The JAC is a non-departmental public body which was created on 3 April 2006 through the Constitutional Reform Act 2005. It took over a responsibility previously held by the Lord Chancellor and the Department for Constitutional Affairs (previously the Lord Chancellor's Department), although the Lord Chancellor retains responsibility for appointing some selected candidates. In other cases the Lord Chief Justice or the Senior President of Tribunals makes the final appointments.

The Appropriate Authority (either the Lord Chancellor, Lord Chief Justice or Senior President of Tribunals) can accept or reject a JAC recommendation, or ask the Commission to reconsider it. If the Appropriate Authority rejects a recommendation or asks for reconsideration they must provide written reasons to the JAC.

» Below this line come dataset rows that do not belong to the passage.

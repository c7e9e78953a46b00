//! Local persistence for the shopping list.
//!
//! Architecture:
//! ```text
//! ┌─────────────┐  snapshot  ┌──────────────────┐  write(key)  ┌──────────────┐
//! │ LocalCache  │ ─────────► │                  │ ───────────► │ RocksStorage │
//! └─────────────┘            │ snapshot codec   │              │ (or memory)  │
//! ┌─────────────┐  snapshot  │ bincode + LZ4 +  │  read(key)   │              │
//! │ MutationQ.  │ ─────────► │ checksum         │ ◄─────────── │              │
//! └─────────────┘            └──────────────────┘              └──────────────┘
//! ```
//!
//! Two logical keys exist per household: the cache snapshot and the queue
//! snapshot. Every write replaces the whole value.

pub mod memory;
pub mod rocks;
pub mod snapshot;

pub use memory::MemoryStorage;
pub use rocks::{RocksStorage, StoreConfig};
pub use snapshot::SnapshotKind;

use uuid::Uuid;

/// Storage errors.
#[derive(Debug, Clone, PartialEq, Eq, thiserror::Error)]
pub enum StoreError {
    #[error("database error: {0}")]
    Database(String),
    #[error("serialization error: {0}")]
    Serialization(String),
    #[error("deserialization error: {0}")]
    Deserialization(String),
    #[error("compression error: {0}")]
    Compression(String),
    #[error("snapshot checksum mismatch for {kind:?}")]
    ChecksumMismatch { kind: SnapshotKind },
    #[error("snapshot belongs to household {found}, expected {expected}")]
    WrongScope { expected: Uuid, found: Uuid },
    #[error("unsupported snapshot format version {0}")]
    UnsupportedVersion(u8),
    #[error("storage unavailable: {0}")]
    Unavailable(String),
}

impl From<rocksdb::Error> for StoreError {
    fn from(e: rocksdb::Error) -> Self {
        StoreError::Database(e.to_string())
    }
}

/// Key/value persistence consumed by the cache and the queue.
///
/// Writes are synchronous: when `write` returns `Ok`, the value must survive
/// a process restart.
pub trait Storage: Send + Sync {
    fn read(&self, key: &str) -> Result<Option<Vec<u8>>, StoreError>;
    fn write(&self, key: &str, value: &[u8]) -> Result<(), StoreError>;
}

/// Storage key of the cache snapshot for a household.
pub fn cache_key(household_id: Uuid) -> String {
    format!("shopping/{household_id}/cache")
}

/// Storage key of the queue snapshot for a household.
pub fn queue_key(household_id: Uuid) -> String {
    format!("shopping/{household_id}/queue")
}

Under the Constitutional Reform Act, the Lord Chancellor also lost his other judicial functions, including the right to sit as a judge in the House of Lords. The Act also established the Lord Chief Justice as head of the judiciary of England and Wales. The Act has since been amended by the Crime and Courts Act 2013.

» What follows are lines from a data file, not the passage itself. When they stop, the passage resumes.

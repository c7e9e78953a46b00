//! [`RealtimeFeed`] over a WebSocket connection to a [`FeedServer`](crate::server::FeedServer).
//!
//! Each subscription owns one connection and one reader task. The reader
//! decodes `Change` frames and forwards their events on the subscription's
//! channel; it stops when the server closes, the subscriber drops the
//! receiver, or `unsubscribe` asks it to.

use std::collections::HashMap;
use std::time::Duration;

use async_trait::async_trait;
use futures_util::{SinkExt, StreamExt};
use tokio::sync::{mpsc, oneshot, Mutex};
use tokio::task::JoinHandle;
use tokio_tungstenite::tungstenite::Message;
use uuid::Uuid;

use crate::protocol::{FeedMessage, MessageType};
use crate::realtime::{FeedError, RealtimeFeed, Subscription, SubscriptionHandle};

#[derive(Debug, Clone)]
pub struct ClientConfig {
    /// Events buffered between the reader task and the merge loop
    pub event_buffer: usize,
    /// Connect + Subscribe/Subscribed round trip
    pub handshake_timeout: Duration,
}

impl Default for ClientConfig {
    fn default() -> Self {
        Self {
            event_buffer: 256,
            handshake_timeout: Duration::from_secs(5),
        }
    }
}

struct Connection {
    shutdown: oneshot::Sender<()>,
    reader: JoinHandle<()>,
}

pub struct WsFeed {
    url: String,
    config: ClientConfig,
    connections: Mutex<HashMap<SubscriptionHandle, Connection>>,
}

impl WsFeed {
    pub fn new(url: impl Into<String>, config: ClientConfig) -> Self {
        Self {
            url: url.into(),
            config,
            connections: Mutex::new(HashMap::new()),
        }
    }

    pub fn url(&self) -> &str {
        &self.url
    }

    pub async fn active_subscriptions(&self) -> usize {
        self.connections.lock().await.len()
    }
}

#[async_trait]
impl RealtimeFeed for WsFeed {
    async fn subscribe(&self, household_id: Uuid) -> Result<Subscription, FeedError> {
        let handshake = async {
            let (ws_stream, _) = tokio_tungstenite::connect_async(self.url.as_str())
                .await
                .map_err(|e| FeedError::Connection(e.to_string()))?;
            let (mut writer, mut reader) = ws_stream.split();

            let hello = FeedMessage::subscribe(household_id)
                .encode()
                .map_err(|e| FeedError::Handshake(e.to_string()))?;
            writer
                .send(Message::Binary(hello.into()))
                .await
                .map_err(|e| FeedError::Connection(e.to_string()))?;

            loop {
                match reader.next().await {
                    Some(Ok(Message::Binary(data))) => {
                        let msg = FeedMessage::decode(&data).map_err(|e| FeedError::Handshake(e.to_string()))?;
                        if msg.msg_type != MessageType::Subscribed {
                            return Err(FeedError::Handshake(format!("unexpected {:?}", msg.msg_type)));
                        }
                        return Ok::<_, FeedError>((writer, reader, msg.sequence));
                    }
                    Some(Ok(Message::Close(_))) | None => return Err(FeedError::Closed),
                    Some(Err(e)) => return Err(FeedError::Connection(e.to_string())),
                    Some(Ok(_)) => continue,
                }
            }
        };

        let (mut writer, mut reader, sequence) = tokio::time::timeout(self.config.handshake_timeout, handshake)
            .await
            .map_err(|_| FeedError::Timeout)??;
        log::info!("Subscribed to {} for household {household_id} at sequence {sequence}", self.url);

        let (tx, events) = mpsc::channel(self.config.event_buffer.max(1));
        let (shutdown, mut shutdown_rx) = oneshot::channel();

        let reader_task = tokio::spawn(async move {
            loop {
                tokio::select! {
                    _ = &mut shutdown_rx => {
                        let _ = writer.send(Message::Close(None)).await;
                        break;
                    }
                    msg = reader.next() => match msg {
                        Some(Ok(Message::Binary(data))) => {
                            let msg = match FeedMessage::decode(&data) {
                                Ok(msg) => msg,
                                Err(e) => {
                                    log::warn!("Undecodable feed frame: {e}");
                                    continue;
                                }
                            };
                            if msg.msg_type != MessageType::Change || msg.household_id != household_id {
                                continue;
                            }
                            match msg.change_event() {
                                Ok(event) => {
                                    if tx.send(event).await.is_err() {
                                        break;
                                    }
                                }
                                Err(e) => log::warn!("Malformed change {}: {e}", msg.sequence),
                            }
                        }
                        Some(Ok(Message::Ping(data))) => {
                            let _ = writer.send(Message::Pong(data)).await;
                        }
                        Some(Ok(Message::Close(_))) | None => {
                            log::info!("Feed for household {household_id} closed by server");
                            break;
                        }
                        Some(Err(e)) => {
                            log::error!("Feed connection error for household {household_id}: {e}");
                            break;
                        }
                        Some(Ok(_)) => {}
                    }
                }
            }
        });

        let handle = SubscriptionHandle::new();
        self.connections.lock().await.insert(
            handle,
            Connection {
                shutdown,
                reader: reader_task,
            },
        );
        Ok(Subscription { handle, events })
    }

    async fn unsubscribe(&self, handle: SubscriptionHandle) {
        let Some(mut connection) = self.connections.lock().await.remove(&handle) else {
            return;
        };
        let _ = connection.shutdown.send(());
        if tokio::time::timeout(Duration::from_secs(1), &mut connection.reader).await.is_err() {
            connection.reader.abort();
        }
    }
}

Under the Constitutional Reform Act Parliament gave the JAC the following statutory duties:
- to select candidates solely on merit;
- to select only people of good character; and
- to have regard to the need to encourage diversity in the range of persons available for judicial selection.

==Members==
The Judicial Appointments Commission comprises 15 commissioners. Twelve, including the Chairman, are appointed through open competition, with the other three selected by the Judges' Council (two senior members of the courts judiciary) or the Tribunal Judges' Council (one senior member of the tribunals judiciary).

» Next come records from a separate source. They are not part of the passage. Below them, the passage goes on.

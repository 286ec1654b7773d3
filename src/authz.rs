//! Write and read authorization for events that belong to a commons.
//!
//! Events outside any enforced commons are unrestricted. Inside one, the
//! owner always writes; everyone else needs an authenticated connection whose
//! grants cover the event.

use thiserror::Error;

use crate::{
    commons::{commons_owner, commons_ref, CommonsRegistry},
    connection::Connection,
    event::Event,
};

/// Why a write was refused. Display strings go back to the client.
#[derive(Debug, Error, PartialEq, Eq)]
pub enum WriteDenied {
    #[error("auth-required: commons {0} requires authentication")]
    AuthRequired(String),
    #[error("blocked: event author does not match authenticated identity")]
    IdentityMismatch,
    #[error("blocked: no publish grant for kind {kind} in commons {commons}")]
    NoGrant { kind: u32, commons: String },
}

/// Enforced commons `ev` belongs to, if any.
fn enforced_commons<'a>(commons: &CommonsRegistry, ev: &'a Event) -> Option<&'a str> {
    commons_ref(ev).filter(|r| commons.is_enforced(r))
}

/// Decide whether `conn` may publish `ev`.
pub fn check_write(
    commons: &CommonsRegistry,
    conn: Option<&Connection>,
    ev: &Event,
) -> Result<(), WriteDenied> {
    let Some(target) = enforced_commons(commons, ev) else {
        return Ok(());
    };
    if commons_owner(target) == Some(ev.pubkey.as_str()) {
        return Ok(());
    }
    let Some((conn, identity)) = conn.and_then(|c| c.identity.as_deref().map(|id| (c, id))) else {
        return Err(WriteDenied::AuthRequired(target.to_string()));
    };
    if ev.pubkey != identity {
        return Err(WriteDenied::IdentityMismatch);
    }
    if conn.grants.iter().any(|g| g.allows_publish(ev.kind, target)) {
        Ok(())
    } else {
        Err(WriteDenied::NoGrant {
            kind: ev.kind,
            commons: target.to_string(),
        })
    }
}

/// Decide whether `conn` may receive `ev`.
pub fn check_read(commons: &CommonsRegistry, conn: Option<&Connection>, ev: &Event) -> bool {
    let Some(target) = enforced_commons(commons, ev) else {
        return true;
    };
    match conn {
        Some(conn) if conn.is_authenticated() => {
            conn.grants.iter().any(|g| g.allows_read(target))
        }
        _ => false,
    }
}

The Chairman of the Commission must always be a lay member. Of the 14 other Commissioners:
- 6 must be judicial members (of which two must be tribunal judges)
- 2 must be professional members (each of whom must hold a qualification listed below but must not hold the same qualification as each other*)
- 5 must be lay members
- 1 must be a non-legally qualified judicial member

The legal qualifications referred to are:
- Barrister in England and Wales;
- Solicitor of the Senior Courts of England and Wales; or
- Fellow of the Chartered Institute of Legal Executives

The members of the Commission (as at 1 June 2023) are:

Chairman:
- Vacant

Vice Chairman:
- Rt. Hon. Lord Justice Warby (senior judicial; appt. 1 June 2023)

Professional members:
- Brie Stevens-Hoare, KC (appt. 9 Apr 2018, re-appt. 9 Apr 2021)
- Sarah Lee (solicitor) (appt. 9 Apr 2018, re-appt. 9 Apr 2021)

Judicial members:
- Tan Ikram (appt. 14 December 2023)
- Judge Anuja Dhir (appt. 9 June 2018, re-appt. 9 June 2021)
- District Judge Mathu Asokan (appt. 1 Sep 2017, re-appt. 1 Sep 2020)
- Mr. Justice Adam Johnson

of which Tribunal members:
- Greg Sinfield (appt. 9 June 2020)
- Christa Christensen (appt. 6 July 2020)

Lay justice:
- Emir Khan Feisal, JP (appt. 1 Sep 2017, re-appt. 1 Sep 2020)

Lay members:
- Jane Furniss CBE (appt. 1 Sep 2017, re-appt. 1 Sep 2020)
- Sue Hoyle (appt. 1 Aug 2019)
- Andrew Kennon (appt. 1 Sep 2017, re-appt. 1 Sep 2020)
- Professor Sir Simon Wessely (appt. 1 Sep 2017, re-appt. 1 Sep 2020)
- (Former archbishop) Barry Morgan (appt. 6 July 2020)

==Staff==
The JAC has a staff of around 50 public servants.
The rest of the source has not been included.